/---
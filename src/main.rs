//! accmgr - OAuth account manager CLI
//!
//! Manage stored accounts, resolve the active client and refresh its
//! access token from the terminal.

use clap::Parser;
use tracing_subscriber::EnvFilter;

use accmgr::cli::commands::{Cli, Commands};
use accmgr::cli::{accounts, client, config};
use accmgr::error::Result;

#[tokio::main]
async fn main() {
    // Initialize logging
    let filter = EnvFilter::try_from_default_env().unwrap_or_else(|_| EnvFilter::new("warn"));

    tracing_subscriber::fmt()
        .with_env_filter(filter)
        .with_writer(std::io::stderr)
        .init();

    if let Err(e) = run().await {
        eprintln!("Error: {}", e);
        std::process::exit(1);
    }
}

async fn run() -> Result<()> {
    let cli = Cli::parse();

    match cli.command {
        Commands::Accounts(args) => accounts::handle_accounts(args.command).await,
        Commands::Client(args) => client::handle_client(args.command).await,
        Commands::Config(args) => config::handle_config(args.command),
    }
}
\---
What the task requires - Your answer should consist only of the number of lines in the entries above that include "main".

Reply - 3